Vista editions and laptops

D

Don84

Googling for which Vista edition is most common with laptops seems
futile. Do you have any input to this?

tia.
 
A

Alias

Don84 said:
Googling for which Vista edition is most common with laptops seems
futile. Do you have any input to this?

tia.

The most common versions that come with laptops are Home Premium and
Home Basic.

Alias
 
B

Bill Yanaire

Alias said:
The most common versions that come with laptops are Home Premium and
Home Basic.

Alias

At least they don't come with that SHITTY Ubuntu that most people don't want.
 
B

Bill Daggett

Don84 said:
Googling for which Vista edition is most common with laptops seems
futile.
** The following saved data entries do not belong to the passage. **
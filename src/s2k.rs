//! String-to-key parameters and key derivation.
//!
//! [`String2Key`] is the parameter block stored with the key. [`KeyDeriver`] turns a
//! candidate phrase into symmetric key material for it. Every tester owns its own
//! deriver because the iterated variant keeps a scratch buffer that is rewritten for
//! each candidate.
//!
//! # Specifiers
//!
//! | Spec | Name | Hash input |
//! |------|------|------------|
//! | 0 | Simple | `phrase` |
//! | 1 | Salted | `salt ‖ phrase` |
//! | 3 | Iterated and salted | `salt ‖ phrase` repeated until `count` bytes |
//!
//! When the cipher key is longer than one digest, further hash contexts are run with
//! 1, 2, ... zero bytes fed first and their outputs are concatenated.

use std::fmt;

use md5::Md5;
use serde::{Deserialize, Serialize};
use sha1::{Digest, Sha1};

use crate::crypto::{CipherAlgorithm, HashAlgorithm};
use crate::error::{Error, Result};

/// S2K specifier identifier.
#[derive(Debug, Clone, Copy, PartialEq, Eq, Hash, Serialize, Deserialize)]
#[serde(from = "u8", into = "u8")]
pub enum S2kSpec {
    /// Hash of the phrase only (0).
    Simple,
    /// Hash of salt and phrase (1).
    Salted,
    /// Salted hash over a stretched input (3).
    IteratedSalted,
    /// Any other identifier.
    Unknown(u8),
}

impl From<u8> for S2kSpec {
    fn from(id: u8) -> Self {
        match id {
            0 => Self::Simple,
            1 => Self::Salted,
            3 => Self::IteratedSalted,
            other => Self::Unknown(other),
        }
    }
}

impl From<S2kSpec> for u8 {
    fn from(spec: S2kSpec) -> Self {
        match spec {
            S2kSpec::Simple => 0,
            S2kSpec::Salted => 1,
            S2kSpec::IteratedSalted => 3,
            S2kSpec::Unknown(id) => id,
        }
    }
}

impl fmt::Display for S2kSpec {
    fn fmt(&self, f: &mut fmt::Formatter<'_>) -> fmt::Result {
        match self {
            Self::Simple => write!(f, "simple"),
            Self::Salted => write!(f, "salted"),
            Self::IteratedSalted => write!(f, "iterated+salted"),
            Self::Unknown(id) => write!(f, "spec {}", id),
        }
    }
}

/// S2K parameters of a secret key.
///
/// Binary fields are hex strings in the key file.
#[derive(Debug, Clone, PartialEq, Eq, Serialize, Deserialize)]
pub struct String2Key {
    /// S2K usage byte: 0 = unencrypted, 254 = SHA-1 checksum, 255 or other = 16-bit checksum.
    pub usage: u8,
    /// Symmetric cipher protecting the secret key material.
    pub cipher: CipherAlgorithm,
    /// S2K specifier.
    pub spec: S2kSpec,
    /// Hash algorithm used for derivation.
    pub hash: HashAlgorithm,
    /// Eight salt bytes (ignored for the simple specifier).
    #[serde(with = "crate::key::hex_bytes", default)]
    pub salt: Vec<u8>,
    /// Coded iteration count byte (only used by the iterated specifier).
    #[serde(default)]
    pub count: u8,
    /// CFB initialisation vector, one cipher block long.
    #[serde(with = "crate::key::hex_bytes")]
    pub iv: Vec<u8>,
}

impl String2Key {
    /// Number of bytes hashed by the iterated specifier.
    pub fn iterations(&self) -> usize {
        decode_count(self.count)
    }
}

/// Expands a coded count byte: `(16 + (c & 15)) << ((c >> 4) + 6)`.
pub fn decode_count(coded: u8) -> usize {
    (16usize + (coded as usize & 15)) << ((coded as usize >> 4) + 6)
}

#[derive(Debug, Clone, Copy, PartialEq, Eq)]
enum S2kHash {
    Md5,
    Sha1,
}

#[derive(Debug, Clone, Copy, PartialEq, Eq)]
enum Mode {
    Simple,
    Salted,
    Iterated(usize),
}

/// Derives cipher keys from candidate phrases.
///
/// # Example
///
/// ```rust
/// use phrasehound::s2k::{KeyDeriver, String2Key, S2kSpec};
/// use phrasehound::crypto::{CipherAlgorithm, HashAlgorithm};
///
/// let s2k = String2Key {
///     usage: 254,
///     cipher: CipherAlgorithm::Cast5,
///     spec: S2kSpec::IteratedSalted,
///     hash: HashAlgorithm::Sha1,
///     salt: vec![1, 2, 3, 4, 5, 6, 7, 8],
///     count: 0,
///     iv: vec![0; 8],
/// };
/// let mut deriver = KeyDeriver::new(&s2k, 16).unwrap();
/// let mut key = [0u8; 16];
/// deriver.derive(b"test123", &mut key);
/// ```
#[derive(Debug, Clone)]
pub struct KeyDeriver {
    hash: S2kHash,
    mode: Mode,
    salt: [u8; 8],
    key_size: usize,
    scratch: Vec<u8>,
}

const SCRATCH_TARGET: usize = 4096;

impl KeyDeriver {
    /// Validates the parameters and prepares a deriver for `key_size`-byte keys.
    ///
    /// # Errors
    ///
    /// Returns [`Error::UnsupportedAlgorithm`] for hashes other than MD5/SHA-1 and
    /// unknown specifiers, [`Error::Key`] for a short salt.
    pub fn new(s2k: &String2Key, key_size: usize) -> Result<Self> {
        let hash = match s2k.hash {
            HashAlgorithm::Md5 => S2kHash::Md5,
            HashAlgorithm::Sha1 => S2kHash::Sha1,
            other => {
                return Err(Error::UnsupportedAlgorithm(format!(
                    "unsupported hash algorithm: {} ({})",
                    u8::from(other),
                    other
                )))
            }
        };
        let mode = match s2k.spec {
            S2kSpec::Simple => Mode::Simple,
            S2kSpec::Salted => Mode::Salted,
            S2kSpec::IteratedSalted => Mode::Iterated(s2k.iterations()),
            S2kSpec::Unknown(id) => {
                return Err(Error::UnsupportedAlgorithm(format!(
                    "unknown string-to-key spec: {}",
                    id
                )))
            }
        };

        let mut salt = [0u8; 8];
        if mode != Mode::Simple {
            if s2k.salt.len() != 8 {
                return Err(Error::Key(format!(
                    "salt must be 8 bytes, got {}",
                    s2k.salt.len()
                )));
            }
            salt.copy_from_slice(&s2k.salt);
        }

        Ok(Self {
            hash,
            mode,
            salt,
            key_size,
            scratch: Vec::with_capacity(SCRATCH_TARGET + 64),
        })
    }

    /// Length of the keys this deriver produces.
    pub fn key_size(&self) -> usize {
        self.key_size
    }

    /// Writes the key for `phrase` into `out`, which must be `key_size()` bytes long.
    pub fn derive(&mut self, phrase: &[u8], out: &mut [u8]) {
        match self.hash {
            S2kHash::Md5 => self.derive_with::<Md5>(phrase, out),
            S2kHash::Sha1 => self.derive_with::<Sha1>(phrase, out),
        }
    }

    fn derive_with<D: Digest>(&mut self, phrase: &[u8], out: &mut [u8]) {
        let digest_size = <D as Digest>::output_size();
        if let Mode::Iterated(_) = self.mode {
            self.fill_scratch(phrase);
        }

        for (preload, chunk) in out.chunks_mut(digest_size).enumerate() {
            let mut hasher = D::new();
            for _ in 0..preload {
                hasher.update([0u8]);
            }
            match self.mode {
                Mode::Simple => hasher.update(phrase),
                Mode::Salted => {
                    hasher.update(self.salt);
                    hasher.update(phrase);
                }
                Mode::Iterated(count) => {
                    let unit = self.salt.len() + phrase.len();
                    // At least one full salt and phrase is always hashed.
                    let mut remaining = count.max(unit);
                    while remaining > 0 {
                        let n = remaining.min(self.scratch.len());
                        hasher.update(&self.scratch[..n]);
                        remaining -= n;
                    }
                }
            }
            let digest = hasher.finalize();
            chunk.copy_from_slice(&digest[..chunk.len()]);
        }
    }

    // Repeats salt || phrase so long inputs are fed in few large updates. The
    // buffer always holds whole units, so any prefix of it is a valid stream prefix.
    fn fill_scratch(&mut self, phrase: &[u8]) {
        let unit = self.salt.len() + phrase.len();
        let reps = (SCRATCH_TARGET / unit).max(1);
        self.scratch.clear();
        for _ in 0..reps {
            self.scratch.extend_from_slice(&self.salt);
            self.scratch.extend_from_slice(phrase);
        }
    }
}

#[cfg(test)]
mod tests {
    use super::*;

    fn params(spec: S2kSpec, hash: HashAlgorithm, count: u8) -> String2Key {
        String2Key {
            usage: 254,
            cipher: CipherAlgorithm::Cast5,
            spec,
            hash,
            salt: b"saltsalt".to_vec(),
            count,
            iv: vec![0; 8],
        }
    }

    #[test]
    fn test_decode_count() {
        assert_eq!(decode_count(0), 1024);
        assert_eq!(decode_count(0x60), 65536);
        assert_eq!(decode_count(96), 65536);
        assert_eq!(decode_count(0xff), 65_011_712);
    }

    #[test]
    fn test_simple_sha1_matches_plain_digest() {
        let mut deriver =
            KeyDeriver::new(&params(S2kSpec::Simple, HashAlgorithm::Sha1, 0), 16).unwrap();
        let mut key = [0u8; 16];
        deriver.derive(b"abc", &mut key);
        assert_eq!(key[..], Sha1::digest(b"abc")[..16]);
    }

    #[test]
    fn test_salted_md5() {
        let mut deriver =
            KeyDeriver::new(&params(S2kSpec::Salted, HashAlgorithm::Md5, 0), 16).unwrap();
        let mut key = [0u8; 16];
        deriver.derive(b"abc", &mut key);
        assert_eq!(key[..], Md5::digest(b"saltsaltabc")[..]);
    }

    #[test]
    fn test_iterated_equals_naive_stream() {
        let s2k = params(S2kSpec::IteratedSalted, HashAlgorithm::Sha1, 0x10);
        let mut deriver = KeyDeriver::new(&s2k, 16).unwrap();
        let mut key = [0u8; 16];
        deriver.derive(b"test123", &mut key);

        let mut stream = Vec::new();
        while stream.len() < s2k.iterations() {
            stream.extend_from_slice(b"saltsalttest123");
        }
        stream.truncate(s2k.iterations());
        assert_eq!(key[..], Sha1::digest(&stream)[..16]);
    }

    #[test]
    fn test_iterated_hashes_at_least_one_unit() {
        // A count below salt+phrase length still hashes the whole unit.
        let s2k = params(S2kSpec::IteratedSalted, HashAlgorithm::Md5, 0);
        let phrase = vec![b'p'; 2000];
        let mut deriver = KeyDeriver::new(&s2k, 16).unwrap();
        let mut key = [0u8; 16];
        deriver.derive(&phrase, &mut key);

        let mut unit = b"saltsalt".to_vec();
        unit.extend_from_slice(&phrase);
        assert_eq!(key[..], Md5::digest(&unit)[..]);
    }

    #[test]
    fn test_long_keys_use_zero_preloaded_contexts() {
        let mut deriver =
            KeyDeriver::new(&params(S2kSpec::Simple, HashAlgorithm::Sha1, 0), 32).unwrap();
        let mut key = [0u8; 32];
        deriver.derive(b"pw", &mut key);
        assert_eq!(key[..20], Sha1::digest(b"pw")[..]);
        assert_eq!(key[20..], Sha1::digest(b"\0pw")[..12]);
    }

    #[test]
    fn test_deriver_is_reusable() {
        let s2k = params(S2kSpec::IteratedSalted, HashAlgorithm::Sha1, 0);
        let mut deriver = KeyDeriver::new(&s2k, 16).unwrap();
        let mut first = [0u8; 16];
        let mut other = [0u8; 16];
        let mut again = [0u8; 16];
        deriver.derive(b"first", &mut first);
        deriver.derive(b"a much longer second phrase", &mut other);
        deriver.derive(b"first", &mut again);
        assert_eq!(first, again);
        assert_ne!(first, other);
    }

    #[test]
    fn test_unsupported_parameters() {
        let sha256 = params(S2kSpec::Simple, HashAlgorithm::Sha256, 0);
        assert!(matches!(
            KeyDeriver::new(&sha256, 16),
            Err(Error::UnsupportedAlgorithm(_))
        ));

        let unknown = params(S2kSpec::Unknown(2), HashAlgorithm::Sha1, 0);
        assert!(matches!(
            KeyDeriver::new(&unknown, 16),
            Err(Error::UnsupportedAlgorithm(_))
        ));

        let mut short_salt = params(S2kSpec::Salted, HashAlgorithm::Sha1, 0);
        short_salt.salt = vec![1, 2];
        assert!(matches!(
            KeyDeriver::new(&short_salt, 16),
            Err(Error::Key(_))
        ));
    }
}
//! Word list replay.

use std::path::PathBuf;

use crate::checkpoint::{StateReader, StateWriter};
use crate::error::{Error, Result};
use crate::guessers::{warn_unknown_option, Guesser, GuesserOptions};
use crate::phrase::PhraseBlock;

pub(crate) const NAME: &str = "dictionary";

const OPTIONS: &[(&str, &str)] = &[("dictionary", "word list, one phrase per line")];

const TAG_CURSOR: &str = "cursor";

/// Replays the lines of a file in order.
///
/// The whole file is loaded at init. Empty lines are skipped and a trailing `\r` is
/// stripped, so DOS word lists work unchanged.
#[derive(Debug, Clone, Default)]
pub struct DictionaryGuesser {
    path: Option<PathBuf>,
    words: Vec<Vec<u8>>,
    cursor: usize,
}

impl DictionaryGuesser {
    /// Creates a guesser with no word list configured.
    pub fn new() -> Self {
        Self::default()
    }

    /// Number of loaded words.
    pub fn len(&self) -> usize {
        self.words.len()
    }

    /// True when no words are loaded.
    pub fn is_empty(&self) -> bool {
        self.words.is_empty()
    }

    fn load_words(&mut self) -> Result<()> {
        let path = self.path.as_ref().ok_or_else(|| {
            Error::InvalidConfig("dictionary guesser needs -o dictionary=FILE".to_string())
        })?;
        let content = std::fs::read(path)?;
        self.words = content
            .split(|&b| b == b'\n')
            .map(|line| line.strip_suffix(b"\r").unwrap_or(line))
            .filter(|line| !line.is_empty())
            .map(<[u8]>::to_vec)
            .collect();
        Ok(())
    }
}

impl Guesser for DictionaryGuesser {
    fn name(&self) -> &'static str {
        NAME
    }

    fn options(&self) -> &'static [(&'static str, &'static str)] {
        OPTIONS
    }

    fn setup(&mut self, options: &GuesserOptions) -> Result<()> {
        for (key, value) in options {
            match key.as_str() {
                "dictionary" => self.path = Some(PathBuf::from(value)),
                _ => warn_unknown_option(NAME, key),
            }
        }
        Ok(())
    }

    fn init(&mut self) -> Result<()> {
        self.load_words()?;
        self.cursor = 0;
        Ok(())
    }

    fn guess(&mut self, out: &mut PhraseBlock) -> bool {
        match self.words.get(self.cursor) {
            Some(word) => {
                out.assign(word);
                self.cursor += 1;
                true
            }
            None => false,
        }
    }

    fn save_state(&self, writer: &mut dyn StateWriter) {
        writer.put_usize(TAG_CURSOR, self.cursor);
    }

    fn load_state(&mut self, reader: &mut dyn StateReader) -> Result<()> {
        self.load_words()?;
        let cursor = reader.get_usize(TAG_CURSOR)?;
        if cursor > self.words.len() {
            return Err(Error::State(format!(
                "cursor {} beyond the {} words of the dictionary",
                cursor,
                self.words.len()
            )));
        }
        self.cursor = cursor;
        Ok(())
    }
}

#[cfg(test)]
mod tests {
    use super::*;
    use crate::checkpoint::Checkpoint;
    use crate::guessers::tests::options;
    use std::io::Write;
    use tempfile::NamedTempFile;

    fn word_file(content: &str) -> NamedTempFile {
        let mut file = NamedTempFile::new().unwrap();
        file.write_all(content.as_bytes()).unwrap();
        file
    }

    fn guesser_for(file: &NamedTempFile) -> DictionaryGuesser {
        let mut g = DictionaryGuesser::new();
        g.setup(&options(&[(
            "dictionary",
            file.path().to_str().unwrap(),
        )]))
        .unwrap();
        g
    }

    #[test]
    fn test_replays_lines_in_order() {
        let file = word_file("alpha\r\n\nbeta\ngamma\n");
        let mut g = guesser_for(&file);
        g.init().unwrap();
        assert_eq!(g.len(), 3);

        let mut block = PhraseBlock::default();
        let mut seen = Vec::new();
        while g.guess(&mut block) {
            seen.push(block.to_string_lossy());
        }
        assert_eq!(seen, vec!["alpha", "beta", "gamma"]);
    }

    #[test]
    fn test_missing_path_and_file() {
        let mut g = DictionaryGuesser::new();
        assert!(matches!(g.init(), Err(Error::InvalidConfig(_))));

        g.setup(&options(&[("dictionary", "/nonexistent/words.txt")]))
            .unwrap();
        assert!(matches!(g.init(), Err(Error::Io(_))));
    }

    #[test]
    fn test_resume_from_cursor() {
        let file = word_file("one\ntwo\nthree\n");
        let mut g = guesser_for(&file);
        g.init().unwrap();
        let mut block = PhraseBlock::default();
        assert!(g.guess(&mut block));

        let mut checkpoint = Checkpoint::new();
        g.save_state(&mut checkpoint);

        let mut resumed = guesser_for(&file);
        resumed.load_state(&mut checkpoint.reader()).unwrap();
        assert!(resumed.guess(&mut block));
        assert_eq!(block.as_bytes(), b"two");
    }

    #[test]
    fn test_cursor_beyond_end() {
        let file = word_file("one\n");
        let mut checkpoint = Checkpoint::new();
        checkpoint.put_usize("cursor", 7);
        let mut g = guesser_for(&file);
        assert!(matches!(
            g.load_state(&mut checkpoint.reader()),
            Err(Error::State(_))
        ));
    }
}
Do you have any input to this?

tia.

What are you really trying to find out? Which version to buy with
your laptop? WHAT?
 
D

Don84

I would think it is Home Premium. At least that is my (non scientific)
observation.

So, it looks like Home Premium (32bit) probably takes a big laptop
market. What's on the shelves now for laptops also seem to be Vista
Home Premium (32bit). And wikipedia has this to say as well, "Windows
Vista Home Premium covers the majority of the consumer market, "
Now, of Home Premium, one is just plain Home Premium and the other is
Home Premium SP1, of these two,
which one is bigger? And a quick search didn't tell me if SP1 is
freely available, like SP3 for XP.

Thanks guys.
 
B

Bill Yanaire

Bill said:
What are you really trying to find out? Which version to buy with
your laptop? WHAT?

I think it's obvious what he is trying to find out. He wants to know which Vista edition is
most common with laptops?

Get it now?
 
I

Ian D

Don84 said:
Googling for which Vista edition is most common with laptops seems
futile. Do you have any input to this?

tia.

Base it on the laptop specs. Laptops with 3GB or less of
RAM will most likely have 32 bit Home Premium. With
4GB or more of RAM it will likely be 64 bit Home Premium,
and top end laptops will probably have 64 bit Ultimate.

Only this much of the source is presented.